CD4+ T cells that express high levels of CD45RB induce wasting disease when transferred into congenic severe combined immunodeficient mice. Disease development is prevented by cotransfer of purified CD4+ T cells.

Abstract

Purified CD4+ lymph node T cells were sorted into two populations on the basis of their expression of CD45RB (CD45RBhi and CD45RBlo) and injected into congenic severe combined immunodeficient (SCID) mice. After a period of time that was dependent on the number of cells injected, the SCID mice that received CD45RBhi/CD4+ T cells developed a wasting disease that was not seen in SCID mice that received the CD4+/CD45RBlo cells or whole lymph node cells.
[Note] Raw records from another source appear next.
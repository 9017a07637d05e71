//! Per-room board sync health: activity tiers, retry backoff and success
//! tracking.
//!
//! A room's resync interval adapts to how busy it is. Every player action
//! bumps a decaying activity score; the score picks an [`ActivityTier`] and
//! the tier picks the interval. Failed syncs back off exponentially and a
//! poor success rate pushes the room one tier more frequent.

use std::collections::VecDeque;
use std::fmt;
use std::time::{Duration, Instant};

use crate::SyncConfig;

/// Outcomes remembered for the success rate.
const RECENT_WINDOW: usize = 20;

/// Attempts needed before the success rate can change the tier.
const MIN_ATTEMPTS_FOR_RATE: usize = 3;

/// Weight of the newest sample in the rolling sync latency.
const LATENCY_EMA_ALPHA: f64 = 0.1;

// ---------------------------------------------------------------------------
// ActivityTier
// ---------------------------------------------------------------------------

/// How busy a room is, from idle to hectic.
#[derive(Debug, Clone, Copy, PartialEq, Eq, PartialOrd, Ord, Hash)]
pub enum ActivityTier {
    Inactive,
    Low,
    Medium,
    High,
}

impl ActivityTier {
    /// The tier one step busier. `High` stays `High`.
    pub fn more_frequent(self) -> Self {
        match self {
            Self::Inactive => Self::Low,
            Self::Low => Self::Medium,
            Self::Medium | Self::High => Self::High,
        }
    }

    /// Resync interval for this tier.
    pub fn interval(self, config: &SyncConfig) -> Duration {
        match self {
            Self::Inactive => config.inactive_interval,
            Self::Low => config.low_interval,
            Self::Medium => config.medium_interval,
            Self::High => config.high_interval,
        }
    }
}

impl fmt::Display for ActivityTier {
    fn fmt(&self, f: &mut fmt::Formatter<'_>) -> fmt::Result {
        let name = match self {
            Self::Inactive => "inactive",
            Self::Low => "low",
            Self::Medium => "medium",
            Self::High => "high",
        };
        f.write_str(name)
    }
}

// ---------------------------------------------------------------------------
// RetryPolicy
// ---------------------------------------------------------------------------

/// Exponential backoff for failed syncs.
#[derive(Debug, Clone, Copy, PartialEq, Eq)]
pub struct RetryPolicy {
    /// Retries after the first failure before giving up.
    pub max_retries: u32,
    pub base_delay: Duration,
    pub max_delay: Duration,
}

impl Default for RetryPolicy {
    fn default() -> Self {
        Self {
            max_retries: 3,
            base_delay: Duration::from_millis(500),
            max_delay: Duration::from_secs(8),
        }
    }
}

impl RetryPolicy {
    /// Delay before retry number `attempt` (1-based): `base * 2^(attempt-1)`,
    /// capped at `max_delay`.
    pub fn delay_for(&self, attempt: u32) -> Duration {
        let factor = 2u32.saturating_pow(attempt.saturating_sub(1));
        self.base_delay.saturating_mul(factor).min(self.max_delay)
    }
}

/// What to do after a failed sync.
#[derive(Debug, Clone, Copy, PartialEq, Eq)]
pub enum RetryDecision {
    RetryAfter(Duration),
    /// Retry budget spent. Carry on at the normal interval.
    GiveUp,
}

// ---------------------------------------------------------------------------
// SyncHealth
// ---------------------------------------------------------------------------

/// Sync bookkeeping for one room during an active round.
#[derive(Debug, Clone)]
pub struct SyncHealth {
    activity: f64,
    activity_at: Instant,
    last_action: Instant,
    recent: VecDeque<bool>,
    consecutive_failures: u32,
    total_syncs: u64,
    total_failures: u64,
    avg_latency: Option<Duration>,
}

impl SyncHealth {
    pub fn new(now: Instant) -> Self {
        Self {
            activity: 0.0,
            activity_at: now,
            last_action: now,
            recent: VecDeque::with_capacity(RECENT_WINDOW),
            consecutive_failures: 0,
            total_syncs: 0,
            total_failures: 0,
            avg_latency: None,
        }
    }

    /// Counts one player action.
    pub fn record_activity(&mut self, now: Instant, config: &SyncConfig) {
        self.activity = self.activity_score(now, config) + 1.0;
        self.activity_at = now;
        self.last_action = now;
    }

    /// The activity score decayed to `now`.
    pub fn activity_score(&self, now: Instant, config: &SyncConfig) -> f64 {
        let dt = now.saturating_duration_since(self.activity_at).as_secs_f64();
        let half_life = config.activity_half_life.as_secs_f64().max(f64::EPSILON);
        self.activity * 0.5f64.powf(dt / half_life)
    }

    /// Tier from activity alone, before the success-rate adjustment.
    pub fn activity_tier(&self, now: Instant, config: &SyncConfig) -> ActivityTier {
        if now.saturating_duration_since(self.last_action) >= config.inactive_after {
            return ActivityTier::Inactive;
        }
        let score = self.activity_score(now, config);
        if score < config.low_activity {
            ActivityTier::Low
        } else if score < config.medium_activity {
            ActivityTier::Medium
        } else {
            ActivityTier::High
        }
    }

    /// The tier that decides the next interval.
    pub fn select_tier(&self, now: Instant, config: &SyncConfig) -> ActivityTier {
        let tier = self.activity_tier(now, config);
        if self.recent.len() >= MIN_ATTEMPTS_FOR_RATE
            && self.success_rate() < config.low_success_rate
        {
            return tier.more_frequent();
        }
        tier
    }

    pub fn next_interval(&self, now: Instant, config: &SyncConfig) -> Duration {
        self.select_tier(now, config).interval(config)
    }

    pub fn record_success(&mut self, latency: Duration) {
        self.push_outcome(true);
        self.consecutive_failures = 0;
        self.avg_latency = Some(match self.avg_latency {
            None => latency,
            Some(avg) => {
                avg.mul_f64(1.0 - LATENCY_EMA_ALPHA) + latency.mul_f64(LATENCY_EMA_ALPHA)
            }
        });
    }

    /// Records a failure and decides whether to retry.
    pub fn record_failure(&mut self, policy: &RetryPolicy) -> RetryDecision {
        self.push_outcome(false);
        self.total_failures += 1;
        self.consecutive_failures += 1;
        if self.consecutive_failures > policy.max_retries {
            self.consecutive_failures = 0;
            return RetryDecision::GiveUp;
        }
        RetryDecision::RetryAfter(policy.delay_for(self.consecutive_failures))
    }

    /// Share of recent syncs that succeeded. `1.0` before any attempt.
    pub fn success_rate(&self) -> f64 {
        if self.recent.is_empty() {
            return 1.0;
        }
        let ok = self.recent.iter().filter(|&&ok| ok).count();
        ok as f64 / self.recent.len() as f64
    }

    pub fn consecutive_failures(&self) -> u32 {
        self.consecutive_failures
    }

    pub fn total_syncs(&self) -> u64 {
        self.total_syncs
    }

    pub fn total_failures(&self) -> u64 {
        self.total_failures
    }

    pub fn average_latency(&self) -> Option<Duration> {
        self.avg_latency
    }

    /// `true` when more than half of the recent syncs failed.
    pub fn is_degraded(&self) -> bool {
        self.recent.len() >= MIN_ATTEMPTS_FOR_RATE && self.success_rate() < 0.5
    }

    fn push_outcome(&mut self, ok: bool) {
        if self.recent.len() == RECENT_WINDOW {
            self.recent.pop_front();
        }
        self.recent.push_back(ok);
        self.total_syncs += 1;
    }
}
At death, SCID mice that received the CD4+/CD45RBhi cells had increased spleen and lymph node cellularity compared with normal SCID mice and SCID mice that received the CD4+/CD45RBlo T cells. The spleen and lymph node contained CD4+ cells and neither CD8+ nor surface immunoglobulin M-positive cells, plus a population of cells that did not express any of those markers. At necropsy, the SCID mice that received the CD4+/CD45RBhi cells had significant hyperplasia of the intestinal mucosa with significant lymphoid cell accumulation in the lamina propria. Interestingly, mice that received mixtures of whole lymph node or purified CD4+ cells with CD4+/CD45RBhi cells did not develop weight loss, indicating that the unseparated CD4+ population contained cells that were capable of regulating the reactivity of the CD4+/CD45RBhi cells.